*** Opening Input records ***
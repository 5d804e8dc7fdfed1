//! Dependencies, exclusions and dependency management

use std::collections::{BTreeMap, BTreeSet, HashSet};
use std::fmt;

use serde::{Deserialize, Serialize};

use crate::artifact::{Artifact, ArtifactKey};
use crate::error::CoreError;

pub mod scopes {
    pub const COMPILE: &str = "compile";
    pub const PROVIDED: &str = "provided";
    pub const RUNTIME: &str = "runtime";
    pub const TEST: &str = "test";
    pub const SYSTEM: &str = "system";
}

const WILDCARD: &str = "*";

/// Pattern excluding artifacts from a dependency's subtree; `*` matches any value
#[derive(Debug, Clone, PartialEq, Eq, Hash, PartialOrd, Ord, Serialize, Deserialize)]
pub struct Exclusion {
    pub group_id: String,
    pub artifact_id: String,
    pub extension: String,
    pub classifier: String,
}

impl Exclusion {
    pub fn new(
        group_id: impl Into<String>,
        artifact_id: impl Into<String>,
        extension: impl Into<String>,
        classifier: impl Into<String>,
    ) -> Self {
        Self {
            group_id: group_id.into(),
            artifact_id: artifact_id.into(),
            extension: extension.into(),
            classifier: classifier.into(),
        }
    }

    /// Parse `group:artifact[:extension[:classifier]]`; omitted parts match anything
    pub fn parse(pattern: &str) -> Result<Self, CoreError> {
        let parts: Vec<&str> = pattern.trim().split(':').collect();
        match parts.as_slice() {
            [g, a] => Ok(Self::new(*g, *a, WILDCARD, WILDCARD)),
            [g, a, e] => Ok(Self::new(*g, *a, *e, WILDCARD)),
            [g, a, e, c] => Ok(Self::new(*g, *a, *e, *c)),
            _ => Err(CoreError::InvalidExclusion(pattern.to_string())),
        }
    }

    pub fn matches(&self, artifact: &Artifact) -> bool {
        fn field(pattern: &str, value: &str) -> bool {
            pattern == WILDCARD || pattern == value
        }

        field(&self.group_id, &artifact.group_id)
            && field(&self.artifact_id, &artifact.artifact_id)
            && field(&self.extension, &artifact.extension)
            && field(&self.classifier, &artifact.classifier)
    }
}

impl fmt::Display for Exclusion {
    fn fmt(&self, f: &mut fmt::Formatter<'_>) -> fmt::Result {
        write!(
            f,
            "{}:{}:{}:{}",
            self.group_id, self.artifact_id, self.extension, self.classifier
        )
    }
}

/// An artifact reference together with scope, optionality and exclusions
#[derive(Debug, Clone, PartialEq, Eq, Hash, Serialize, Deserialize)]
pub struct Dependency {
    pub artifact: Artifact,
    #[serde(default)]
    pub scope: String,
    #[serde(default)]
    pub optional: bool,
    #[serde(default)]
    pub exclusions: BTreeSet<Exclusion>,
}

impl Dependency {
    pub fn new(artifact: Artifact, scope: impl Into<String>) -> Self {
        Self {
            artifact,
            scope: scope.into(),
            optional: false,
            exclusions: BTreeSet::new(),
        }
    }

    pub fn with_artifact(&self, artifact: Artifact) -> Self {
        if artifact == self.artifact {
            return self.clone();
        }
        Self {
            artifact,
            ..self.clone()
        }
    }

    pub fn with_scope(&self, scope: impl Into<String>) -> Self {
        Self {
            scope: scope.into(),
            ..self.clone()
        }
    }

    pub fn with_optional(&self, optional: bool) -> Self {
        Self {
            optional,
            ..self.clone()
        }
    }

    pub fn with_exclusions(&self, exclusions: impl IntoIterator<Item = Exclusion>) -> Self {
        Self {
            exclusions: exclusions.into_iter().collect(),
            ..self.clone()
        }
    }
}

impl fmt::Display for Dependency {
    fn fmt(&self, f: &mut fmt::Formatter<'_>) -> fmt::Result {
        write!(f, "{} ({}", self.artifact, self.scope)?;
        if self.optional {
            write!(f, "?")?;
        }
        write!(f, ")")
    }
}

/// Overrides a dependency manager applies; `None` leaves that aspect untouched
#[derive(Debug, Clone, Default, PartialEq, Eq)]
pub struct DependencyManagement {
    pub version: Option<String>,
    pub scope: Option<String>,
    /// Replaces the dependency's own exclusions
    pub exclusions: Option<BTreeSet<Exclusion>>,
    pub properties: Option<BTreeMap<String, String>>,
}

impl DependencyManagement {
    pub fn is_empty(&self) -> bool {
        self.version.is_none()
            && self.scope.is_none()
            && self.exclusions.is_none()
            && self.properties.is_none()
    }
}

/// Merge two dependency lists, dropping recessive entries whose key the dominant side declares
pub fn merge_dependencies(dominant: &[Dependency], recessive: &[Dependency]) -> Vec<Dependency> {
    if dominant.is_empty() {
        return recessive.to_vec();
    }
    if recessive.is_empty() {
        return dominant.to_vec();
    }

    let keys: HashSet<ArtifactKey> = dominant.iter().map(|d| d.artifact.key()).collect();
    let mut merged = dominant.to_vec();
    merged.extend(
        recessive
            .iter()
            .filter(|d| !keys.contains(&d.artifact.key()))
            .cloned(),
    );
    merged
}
*** Closing Input records ***
## Required action
Your reply should consist of one number: how many lines of the material above include the word "HashSet".

## Your solution
2